Directions: Wherever the word "method" occurs in the lines below, copy the whole line.

━━━━━ Data under study

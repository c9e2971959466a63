//! Sequential probability ratio tests.
//!
//! All tests consume a stream of pass/fail outcomes and decide, as early
//! as the evidence allows, whether the success probability of the
//! simulated system lies above or below a threshold:
//!
//! - [`BinarySprt`]: Wald's SPRT of `p = θ` against `p = θ ± δ`
//! - [`TernarySprt`]: two binary sub-tests, adding a "too close" verdict
//! - [`Gsprt`]: generalized SPRT against the maximum likelihood estimate
//!
//! They share the [`SequentialTest`] surface so a driver can poll any of
//! them uniformly.

pub mod accumulator;
pub mod binary;
pub mod gsprt;
pub mod ternary;

pub use accumulator::LogLikelihoodAccumulator;
pub use binary::BinarySprt;
pub use gsprt::Gsprt;
pub use ternary::TernarySprt;

use crate::error::Result;
use crate::params::SolvedParameter;
use crate::sampler::Sampler;
use serde::Serialize;
use stmc_config::HypTestName;
use stmc_math::evidence::EvidenceSummary;
use std::fmt;

/// Decision of a single simple-vs-simple test.
#[derive(Debug, Clone, Copy, PartialEq, Eq, Hash, Serialize)]
#[serde(rename_all = "snake_case")]
pub enum BinaryStatus {
    /// The null hypothesis `p = θ` is rejected in favour of the alternative.
    Reject,
    /// The alternative is rejected.
    FailToReject,
    /// More samples are needed.
    Continue,
}

impl BinaryStatus {
    pub fn is_terminal(&self) -> bool {
        !matches!(self, BinaryStatus::Continue)
    }
}

impl fmt::Display for BinaryStatus {
    fn fmt(&self, f: &mut fmt::Formatter<'_>) -> fmt::Result {
        match self {
            BinaryStatus::Reject => write!(f, "reject"),
            BinaryStatus::FailToReject => write!(f, "fail to reject"),
            BinaryStatus::Continue => write!(f, "continue"),
        }
    }
}

/// Decision of the ternary test.
///
/// `confirmed` is set when the opposite sub-test has also stopped,
/// agreeing with the direction.
#[derive(Debug, Clone, Copy, PartialEq, Eq, Hash, Serialize)]
#[serde(rename_all = "snake_case", tag = "status")]
pub enum TernaryStatus {
    Above { confirmed: bool },
    Below { confirmed: bool },
    TooClose,
    Continue,
}

impl TernaryStatus {
    pub fn is_terminal(&self) -> bool {
        !matches!(self, TernaryStatus::Continue)
    }
}

impl fmt::Display for TernaryStatus {
    fn fmt(&self, f: &mut fmt::Formatter<'_>) -> fmt::Result {
        let pending = |confirmed: bool| if confirmed { "confirmed" } else { "pending" };
        match self {
            TernaryStatus::Above { confirmed } => write!(f, "above ({})", pending(*confirmed)),
            TernaryStatus::Below { confirmed } => write!(f, "below ({})", pending(*confirmed)),
            TernaryStatus::TooClose => write!(f, "too close"),
            TernaryStatus::Continue => write!(f, "continue"),
        }
    }
}

/// Verdict reported to the caller, independent of the test's orientation.
#[derive(Debug, Clone, Copy, PartialEq, Eq, Hash, Serialize)]
#[serde(rename_all = "snake_case")]
pub enum Verdict {
    /// The probability is larger than the threshold.
    Larger,
    /// The probability is smaller than the threshold.
    Smaller,
    /// The probability is within delta of the threshold.
    TooClose,
    /// Not enough evidence yet.
    Undecided,
    /// The ternary sub-tests contradict each other.
    Inconsistent,
}

impl fmt::Display for Verdict {
    fn fmt(&self, f: &mut fmt::Formatter<'_>) -> fmt::Result {
        match self {
            Verdict::Larger => write!(f, "larger"),
            Verdict::Smaller => write!(f, "smaller"),
            Verdict::TooClose => write!(f, "too close"),
            Verdict::Undecided => write!(f, "undecided"),
            Verdict::Inconsistent => write!(f, "inconsistent"),
        }
    }
}

/// Lifecycle of a test value.
#[derive(Debug, Clone, Copy, PartialEq, Eq, Hash, Serialize)]
#[serde(rename_all = "snake_case")]
pub enum TestState {
    /// Constructed, no observations yet.
    Configured,
    Running,
    Rejected,
    FailedToReject,
    TooClose,
}

impl fmt::Display for TestState {
    fn fmt(&self, f: &mut fmt::Formatter<'_>) -> fmt::Result {
        match self {
            TestState::Configured => write!(f, "configured"),
            TestState::Running => write!(f, "running"),
            TestState::Rejected => write!(f, "rejected"),
            TestState::FailedToReject => write!(f, "failed to reject"),
            TestState::TooClose => write!(f, "too close"),
        }
    }
}

/// Snapshot of a test's outcome, suitable for serialization.
#[derive(Debug, Clone, PartialEq, Serialize)]
pub struct TestResult {
    pub method: HypTestName,
    pub verdict: Verdict,
    pub state: TestState,
    pub observations: u64,
    pub log_likelihood_ratio: f64,
    pub evidence: EvidenceSummary,
    /// Proportion reported by the sampler, if it has one.
    pub observed_proportion: Option<f64>,
    pub missing_parameter: Option<SolvedParameter>,
}

/// Common surface of the sequential tests.
///
/// `update` never fails and costs O(1). Queries never mutate.
pub trait SequentialTest {
    fn method(&self) -> HypTestName;

    /// Short name, e.g. `SPRT`.
    fn name(&self) -> &'static str {
        self.method().as_str()
    }

    /// Name including the tested bound and the expression label.
    fn full_name(&self) -> String;

    /// Attach the property under test as an opaque label.
    fn set_expression(&mut self, expression: &dyn fmt::Display);

    fn update(&mut self, passed: bool);

    /// Same statistic as `passed` calls of `update(true)` and `failed`
    /// calls of `update(false)`, in any order.
    ///
    /// Boundaries are checked once, after the whole batch. Under
    /// [`AfterCompletion::Freeze`](stmc_config::AfterCompletion::Freeze) a
    /// crossing that single updates would have latched part way through is
    /// not seen, so the latched verdict is the one of the summed counts.
    fn update_counts(&mut self, passed: u64, failed: u64);

    fn observations(&self) -> u64;

    fn completed(&self) -> bool;

    fn rejected(&self) -> bool;

    fn failed_to_reject(&self) -> bool;

    fn too_close(&self) -> bool;

    /// Current verdict; `Undecided` until the test completes.
    fn verdict(&self) -> Verdict;

    /// The statistic behind the current verdict.
    fn log_likelihood_ratio(&self) -> f64;

    fn state(&self) -> TestState {
        if self.too_close() {
            TestState::TooClose
        } else if self.rejected() {
            TestState::Rejected
        } else if self.failed_to_reject() {
            TestState::FailedToReject
        } else if self.observations() == 0 {
            TestState::Configured
        } else {
            TestState::Running
        }
    }

    fn should_stop_now(&self, _iters: u64, _sampler: &dyn Sampler) -> bool {
        self.completed()
    }

    /// Completion estimate in `[0, 100]`; exactly 100 once completed.
    fn progress(&self, iters: u64, sampler: &dyn Sampler) -> f64;

    fn result(&self, sampler: &dyn Sampler) -> TestResult {
        let ratio = self.log_likelihood_ratio();
        TestResult {
            method: self.method(),
            verdict: self.verdict(),
            state: self.state(),
            observations: self.observations(),
            log_likelihood_ratio: ratio,
            evidence: EvidenceSummary::from_log_ratio(ratio),
            observed_proportion: sampler.mean(),
            missing_parameter: self.missing_parameter(),
        }
    }

    fn result_explanation(&self, sampler: &dyn Sampler) -> String;

    /// Configured parameters and derived constants, one `name: value` pair
    /// per line.
    fn parameters_string(&self) -> String;

    fn missing_parameter(&self) -> Option<SolvedParameter>;

    /// Refine the solved parameter with what the run actually observed.
    fn compute_missing_parameter_after_sim(&mut self) -> Result<()>;

    /// Discard all observations and the latched verdict; keep parameters.
    fn reset(&mut self);
}

/// `" [expr]"` or nothing.
pub(crate) fn expression_suffix(expression: &Option<String>) -> String {
    match expression {
        Some(e) => format!(" [{}]", e),
        None => String::new(),
    }
}

pub(crate) fn sampler_summary(sampler: &dyn Sampler) -> String {
    match (sampler.mean(), sampler.variance()) {
        (Some(mean), Some(var)) => format!(
            "; sampler reports mean {:.4} (sd {:.4}) over {} samples",
            mean,
            var.sqrt(),
            sampler.samples()
        ),
        (Some(mean), None) => format!(
            "; sampler reports mean {:.4} over {} samples",
            mean,
            sampler.samples()
        ),
        _ => String::new(),
    }
}

/// Share of a planned sample bound already spent, capped below 100 so that
/// only a verdict reports completion.
pub(crate) fn budget_progress(iters: u64, planned: Option<SolvedParameter>) -> f64 {
    match planned {
        Some(SolvedParameter {
            parameter: crate::params::Parameter::SampleBound,
            value,
        }) if value >= 1.0 => (iters as f64 / value * 100.0).min(99.0),
        _ => 0.0,
    }
}

/// How far `ratio` has travelled from zero towards whichever boundary it
/// is heading for, in percent.
pub(crate) fn boundary_progress(ratio: f64, lower: f64, upper: f64) -> f64 {
    let fraction = if ratio >= 0.0 {
        ratio / upper
    } else {
        ratio / lower
    };
    if fraction.is_nan() {
        return 0.0;
    }
    (fraction * 100.0).clamp(0.0, 100.0)
}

━━━━━━━━━━

Output of the task:
    pub method: HypTestName,
    fn method(&self) -> HypTestName;
        self.method().as_str()
            method: self.method(),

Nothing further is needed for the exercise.